Spiro Stefanou started Jan. 2 after being appointed by Jack Payne, UF senior vice president of agriculture and natural resources.

“Dr. Stefanou brings national and global expertise in agricultural and resource economics to UF/IFAS,” Payne said. “He can help propel the department to new heights as we help solve myriad world food issues, including hunger.”

Stefanou took over for Professor Rod Clouser, who served as interim chair after Professor Ray Huffaker returned to teaching and research at UF/IFAS.

He sees strengths and opportunities as he takes over the department.

“Food and Resource Economics has a tradition of offering strong expertise in the economics of agriculture and the food system, environmental and natural resource economics and international economic development,” Stefanou said. “With the turnover in faculty in recent years, we have a large, well-trained cohort of new junior faculty who are eager to contribute and succeed.”

He hopes to bridge the expertise between senior and junior faculty.

Stefanou said his overarching priority is to ensure the department’s programs are recognized nationally and internationally.

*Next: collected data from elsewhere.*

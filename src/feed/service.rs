//! Feed links for well-known platforms, derived from the URL alone.
use super::Feed;
use regex::Regex;
use std::sync::OnceLock;
use thiserror::Error;
use url::Url;

#[derive(Debug, Error)]
pub enum ServiceError {
    #[error("pattern failed to compile: {0}")]
    Pattern(#[from] regex::Error),
}

/// A platform rule that turns a URL into feed links without fetching anything.
pub trait ServiceMatcher: Send + Sync {
    /// Short name used in logs
    fn name(&self) -> &'static str;

    /// Feeds for `url`, or an empty list when the URL is not for this platform.
    fn match_url(&self, url: &Url) -> Result<Vec<Feed>, ServiceError>;
}

/// Ordered matchers; the first non-empty answer wins.
pub struct ServiceRegistry {
    matchers: Vec<Box<dyn ServiceMatcher>>,
}

impl ServiceRegistry {
    pub fn new() -> Self {
        let mut registry = Self {
            matchers: Vec::new(),
        };
        registry.register(Box::new(GitHubMatcher));
        registry.register(Box::new(RedditMatcher));
        registry
    }

    pub fn register(&mut self, matcher: Box<dyn ServiceMatcher>) {
        self.matchers.push(matcher);
    }

    /// Runs matchers in order. A matcher that fails is logged and skipped.
    pub fn match_service(&self, url: &Url) -> Vec<Feed> {
        for matcher in &self.matchers {
            match matcher.match_url(url) {
                Ok(feeds) if !feeds.is_empty() => {
                    tracing::debug!(service = matcher.name(), count = feeds.len(), "Service matched");
                    return feeds;
                }
                Ok(_) => {}
                Err(e) => {
                    tracing::warn!(service = matcher.name(), error = %e, "Service matcher failed, skipping");
                }
            }
        }
        Vec::new()
    }
}

impl Default for ServiceRegistry {
    fn default() -> Self {
        Self::new()
    }
}

/// True when `host` is `domain` or one of its subdomains.
///
/// A plain suffix test would also accept lookalike registrations such as
/// `notgithub.com`; those are not the platform and get no feeds.
fn host_matches(url: &Url, domain: &str) -> bool {
    let Some(host) = url.host_str() else {
        return false;
    };
    let host = host.trim_end_matches('.').to_ascii_lowercase();
    host == domain
        || host
            .strip_suffix(domain)
            .is_some_and(|prefix| prefix.ends_with('.'))
}

fn path_segments(url: &Url) -> Vec<&str> {
    url.path_segments()
        .map(|segments| segments.filter(|s| !s.is_empty()).collect())
        .unwrap_or_default()
}

fn compiled(
    cell: &'static OnceLock<Result<Regex, regex::Error>>,
    pattern: &str,
) -> Result<&'static Regex, ServiceError> {
    cell.get_or_init(|| Regex::new(pattern))
        .as_ref()
        .map_err(|e| ServiceError::Pattern(e.clone()))
}

// ============================================================================
// GitHub
// ============================================================================

/// https://docs.github.com/en/rest/activity/feeds
///
/// Matches `github.com` and its subdomains only, not every host ending in
/// `github.com`.
pub struct GitHubMatcher;

const GITHUB_USER_PATTERN: &str = r"^[A-Za-z0-9][A-Za-z0-9-]{0,38}$";
const GITHUB_REPO_PATTERN: &str = r"^[A-Za-z0-9][A-Za-z0-9._-]{0,98}[A-Za-z0-9]$";

impl GitHubMatcher {
    pub fn global_feeds() -> Vec<Feed> {
        vec![
            Feed::new("global public timeline", "https://github.com/timeline"),
            Feed::new(
                "global security advisories",
                "https://github.com/security-advisories.atom",
            ),
        ]
    }

    pub fn user_feeds(user: &str) -> Vec<Feed> {
        vec![Feed::new(
            format!("{user} public timeline"),
            format!("https://github.com/{user}.atom"),
        )]
    }

    pub fn repo_feeds(user: &str, repo: &str) -> Vec<Feed> {
        ["commits", "releases", "tags", "wiki"]
            .into_iter()
            .map(|facet| {
                Feed::new(
                    format!("{user}/{repo} {facet}"),
                    format!("https://github.com/{user}/{repo}/{facet}.atom"),
                )
            })
            .collect()
    }
}

impl ServiceMatcher for GitHubMatcher {
    fn name(&self) -> &'static str {
        "github"
    }

    fn match_url(&self, url: &Url) -> Result<Vec<Feed>, ServiceError> {
        static USER_RE: OnceLock<Result<Regex, regex::Error>> = OnceLock::new();
        static REPO_RE: OnceLock<Result<Regex, regex::Error>> = OnceLock::new();

        if !host_matches(url, "github.com") {
            return Ok(Vec::new());
        }

        let mut feeds = Self::global_feeds();
        let segments = path_segments(url);

        let Some(user) = segments.first().copied() else {
            return Ok(feeds);
        };
        if !compiled(&USER_RE, GITHUB_USER_PATTERN)?.is_match(user) {
            return Ok(feeds);
        }
        feeds.extend(Self::user_feeds(user));

        let Some(repo) = segments.get(1).copied() else {
            return Ok(feeds);
        };
        if compiled(&REPO_RE, GITHUB_REPO_PATTERN)?.is_match(repo) {
            feeds.extend(Self::repo_feeds(user, repo));
        }
        Ok(feeds)
    }
}

// ============================================================================
// Reddit
// ============================================================================

/// https://www.reddit.com/wiki/rss/
///
/// Matches `reddit.com` and its subdomains only, not every host ending in
/// `reddit.com`.
pub struct RedditMatcher;

impl RedditMatcher {
    pub fn global_feeds() -> Vec<Feed> {
        vec![Feed::new("global", "https://www.reddit.com/.rss")]
    }

    pub fn subreddit_feeds(sub: &str) -> Vec<Feed> {
        ["hot", "new", "top", "rising"]
            .into_iter()
            .map(|sort| {
                Feed::new(
                    format!("/r/{sub} {sort}"),
                    format!("https://reddit.com/r/{sub}/{sort}/.rss"),
                )
            })
            .collect()
    }

    /// The thread URL itself, minus query and fragment, with `.rss` appended.
    pub fn thread_feeds(url: &Url) -> Vec<Feed> {
        let mut thread = url.clone();
        thread.set_query(None);
        thread.set_fragment(None);
        vec![Feed::new("post", format!("{thread}.rss"))]
    }

    pub fn user_feeds(user: &str) -> Vec<Feed> {
        let mut feeds = Vec::with_capacity(10);
        for (label, listing) in [("overview", ""), ("post", "submitted/"), ("comments", "comments/")] {
            for sort in ["new", "hot", "top"] {
                feeds.push(Feed::new(
                    format!("/u/{user} {label} {sort}"),
                    format!("https://reddit.com/user/{user}/{listing}.rss?sort={sort}"),
                ));
            }
        }
        feeds.push(Feed::new(
            format!("/u/{user} awards received (legacy)"),
            format!("https://old.reddit.com/user/{user}/gilded/.rss"),
        ));
        feeds
    }

    pub fn domain_feeds(domain: &str) -> Vec<Feed> {
        vec![Feed::new(
            format!("/domain/{domain}"),
            format!("https://reddit.com/domain/{domain}/.rss"),
        )]
    }
}

impl ServiceMatcher for RedditMatcher {
    fn name(&self) -> &'static str {
        "reddit"
    }

    fn match_url(&self, url: &Url) -> Result<Vec<Feed>, ServiceError> {
        if !host_matches(url, "reddit.com") {
            return Ok(Vec::new());
        }

        let segments = path_segments(url);
        let Some(mode) = segments.first().copied() else {
            return Ok(Self::global_feeds());
        };
        let Some(param) = segments.get(1).copied() else {
            return Ok(Vec::new());
        };

        let feeds = match mode {
            "r" => {
                let is_thread = segments
                    .get(2)
                    .is_some_and(|next| next.starts_with("comments"));
                if is_thread {
                    Self::thread_feeds(url)
                } else {
                    Self::subreddit_feeds(param)
                }
            }
            "user" | "u" => Self::user_feeds(param),
            "domain" => Self::domain_feeds(param),
            _ => Vec::new(),
        };
        Ok(feeds)
    }
}

#[cfg(test)]
mod tests {
    use super::*;
    use pretty_assertions::assert_eq;
    use proptest::prelude::*;

    fn url(raw: &str) -> Url {
        Url::parse(raw).unwrap()
    }

    fn github(raw: &str) -> Vec<Feed> {
        GitHubMatcher.match_url(&url(raw)).unwrap()
    }

    fn reddit(raw: &str) -> Vec<Feed> {
        RedditMatcher.match_url(&url(raw)).unwrap()
    }

    // --- GitHub ---

    #[test]
    fn test_github_root_gives_global_feeds() {
        assert_eq!(github("https://github.com"), GitHubMatcher::global_feeds());
        assert_eq!(github("https://github.com/"), GitHubMatcher::global_feeds());
    }

    #[test]
    fn test_github_user() {
        let mut want = GitHubMatcher::global_feeds();
        want.push(Feed::new("user public timeline", "https://github.com/user.atom"));
        assert_eq!(github("https://github.com/user"), want);
        assert_eq!(github("https://github.com/user/"), want);
    }

    #[test]
    fn test_github_repo() {
        let feeds = github("https://github.com/user/repo");
        let links: Vec<&str> = feeds.iter().map(|f| f.link.as_str()).collect();
        assert_eq!(
            links,
            vec![
                "https://github.com/timeline",
                "https://github.com/security-advisories.atom",
                "https://github.com/user.atom",
                "https://github.com/user/repo/commits.atom",
                "https://github.com/user/repo/releases.atom",
                "https://github.com/user/repo/tags.atom",
                "https://github.com/user/repo/wiki.atom",
            ]
        );
        assert_eq!(feeds[3].title, "user/repo commits");
    }

    #[test]
    fn test_github_deep_path_uses_first_two_segments() {
        let feeds = github("https://github.com/rust-lang/rust/issues/1?x=1");
        assert_eq!(feeds.len(), 7);
        assert_eq!(feeds[6].link, "https://github.com/rust-lang/rust/wiki.atom");
    }

    #[test]
    fn test_github_invalid_user_falls_back_to_global() {
        assert_eq!(github("https://github.com/-bad"), GitHubMatcher::global_feeds());
        let too_long = "a".repeat(40);
        assert_eq!(
            github(&format!("https://github.com/{too_long}/repo")),
            GitHubMatcher::global_feeds()
        );
    }

    #[test]
    fn test_github_invalid_repo_keeps_user_feed() {
        let feeds = github("https://github.com/user/bad.");
        assert_eq!(feeds.len(), 3);
        assert_eq!(feeds[2].link, "https://github.com/user.atom");
    }

    #[test]
    fn test_github_subdomain_matches_but_lookalike_does_not() {
        assert!(!github("https://www.github.com/user").is_empty());
        assert!(github("https://notgithub.com/user").is_empty());
        assert!(github("https://example.com/user").is_empty());
    }

    // --- Reddit ---

    #[test]
    fn test_reddit_root_gives_global_feed() {
        assert_eq!(reddit("https://www.reddit.com/"), RedditMatcher::global_feeds());
    }

    #[test]
    fn test_reddit_subreddit() {
        let feeds = reddit("https://reddit.com/r/rust");
        assert_eq!(
            feeds,
            vec![
                Feed::new("/r/rust hot", "https://reddit.com/r/rust/hot/.rss"),
                Feed::new("/r/rust new", "https://reddit.com/r/rust/new/.rss"),
                Feed::new("/r/rust top", "https://reddit.com/r/rust/top/.rss"),
                Feed::new("/r/rust rising", "https://reddit.com/r/rust/rising/.rss"),
            ]
        );
    }

    #[test]
    fn test_reddit_comment_thread() {
        let raw = "https://www.reddit.com/r/rust/comments/abc123/some_title/";
        assert_eq!(
            reddit(raw),
            vec![Feed::new("post", format!("{raw}.rss"))]
        );
    }

    #[test]
    fn test_reddit_thread_drops_query() {
        let feeds = reddit("https://www.reddit.com/r/rust/comments/abc123/t/?utm=x");
        assert_eq!(
            feeds[0].link,
            "https://www.reddit.com/r/rust/comments/abc123/t/.rss"
        );
    }

    #[test]
    fn test_reddit_user() {
        let feeds = reddit("https://www.reddit.com/user/spez");
        assert_eq!(feeds.len(), 10);
        assert_eq!(feeds[0].link, "https://reddit.com/user/spez/.rss?sort=new");
        assert_eq!(
            feeds[3].link,
            "https://reddit.com/user/spez/submitted/.rss?sort=new"
        );
        assert_eq!(
            feeds[8].link,
            "https://reddit.com/user/spez/comments/.rss?sort=top"
        );
        assert_eq!(
            feeds[9],
            Feed::new(
                "/u/spez awards received (legacy)",
                "https://old.reddit.com/user/spez/gilded/.rss"
            )
        );
        assert_eq!(reddit("https://www.reddit.com/u/spez"), feeds);
    }

    #[test]
    fn test_reddit_lookalike_host_does_not_match() {
        assert!(reddit("https://notreddit.com/r/rust").is_empty());
        assert!(!reddit("https://old.reddit.com/r/rust").is_empty());
    }

    #[test]
    fn test_reddit_domain() {
        assert_eq!(
            reddit("https://reddit.com/domain/example.com"),
            vec![Feed::new(
                "/domain/example.com",
                "https://reddit.com/domain/example.com/.rss"
            )]
        );
    }

    #[test]
    fn test_reddit_unknown_mode_or_missing_param() {
        assert!(reddit("https://reddit.com/settings/account").is_empty());
        assert!(reddit("https://reddit.com/r").is_empty());
    }

    // --- Registry ---

    struct Failing;

    impl ServiceMatcher for Failing {
        fn name(&self) -> &'static str {
            "failing"
        }

        fn match_url(&self, _url: &Url) -> Result<Vec<Feed>, ServiceError> {
            Err(ServiceError::Pattern(Regex::new("(").unwrap_err()))
        }
    }

    #[test]
    fn test_registry_first_match_wins() {
        let registry = ServiceRegistry::new();
        let feeds = registry.match_service(&url("https://github.com/user"));
        assert_eq!(feeds.len(), 3);
        assert!(registry.match_service(&url("https://example.com/")).is_empty());
    }

    #[test]
    fn test_registry_skips_failing_matcher() {
        let mut registry = ServiceRegistry {
            matchers: vec![Box::new(Failing)],
        };
        registry.register(Box::new(RedditMatcher));
        let feeds = registry.match_service(&url("https://reddit.com/r/rust"));
        assert_eq!(feeds.len(), 4);
    }

    proptest! {
        #[test]
        fn prop_github_repo_urls_yield_fixed_templates(
            user in "[A-Za-z0-9][A-Za-z0-9-]{0,38}",
            repo in "[A-Za-z0-9][A-Za-z0-9._-]{0,98}[A-Za-z0-9]",
        ) {
            let feeds = github(&format!("https://github.com/{user}/{repo}"));
            let mut want = GitHubMatcher::global_feeds();
            want.extend(GitHubMatcher::user_feeds(&user));
            want.extend(GitHubMatcher::repo_feeds(&user, &repo));
            prop_assert_eq!(feeds, want);
        }

        #[test]
        fn prop_subreddit_urls_yield_four_sort_feeds(sub in "[A-Za-z0-9_]{1,21}") {
            let feeds = reddit(&format!("https://reddit.com/r/{sub}"));
            prop_assert_eq!(feeds, RedditMatcher::subreddit_feeds(&sub));
        }

        #[test]
        fn prop_comment_thread_appends_rss(
            sub in "[A-Za-z0-9_]{1,21}",
            id in "[a-z0-9]{5,8}",
            slug in "[a-z0-9_]{1,30}",
        ) {
            let raw = format!("https://www.reddit.com/r/{sub}/comments/{id}/{slug}/");
            let feeds = reddit(&raw);
            prop_assert_eq!(feeds, vec![Feed::new("post", format!("{raw}.rss"))]);
        }
    }
}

Short-term, he wants to understand the contributions of the different programs to their stakeholders and get more familiar with the diverse nature and structure of Florida agriculture. He plans to visit UF/IFAS research and education centers and those who depend on the contributions his department can offer.

Stefanou arrived at Penn State in 1983 and worked his way up to professor by 1995.

In addition to his teaching and research, Stefanou has held several leadership roles that he said have prepared him to chair the UF/IFAS department. For example, when his department merged recently with agricultural and extension education, three academic clusters were formed. Stefanou was elected chair of the agricultural and resource economics cluster.

While working at Penn State, Stefanou also served as the agribusiness management undergraduate program coordinator and the agribusiness management online program coordinator. He also holds an academic appointment with Wageningen University in the Netherlands.

“I have experience getting groups of people to get work done when there are no carrots or sticks to wield,” he wrote in his letter to the UF/IFAS search committee.

His research focuses on production analysis; innovation, growth and performance in the agriculture and food industries and the dynamics of economic adjustment.

Stefanou is a founding member and co-principal investigator of the Center for Food Innovation at Penn State, receiving $200,000 in startup funding in 2004 as a Center for Excellence. The center bridges the divide between university and food-manufacturing and food-service industries in Pennsylvania, he said.

Stefanou earned a bachelor’s degree in anthropology from George Washington University, a master’s in agricultural and resource economics from the University of Maryland and a doctorate in agricultural economics from the University of California-Davis.  He is a fellow of the Agricultural and Applied Economics Association, managing editor of Applied Economic Perspectives and Policy and past editor of the American Journal of Agricultural Economics.

He has published more than 100 peer-reviewed articles, monographs and book chapters and been a visiting professor across the globe, including such places as Austria, Greece, Italy, and the Netherlands.

Among his international program accomplishments is the creation of Summer Schools for advanced graduate students and professionals in the Netherlands and Greece.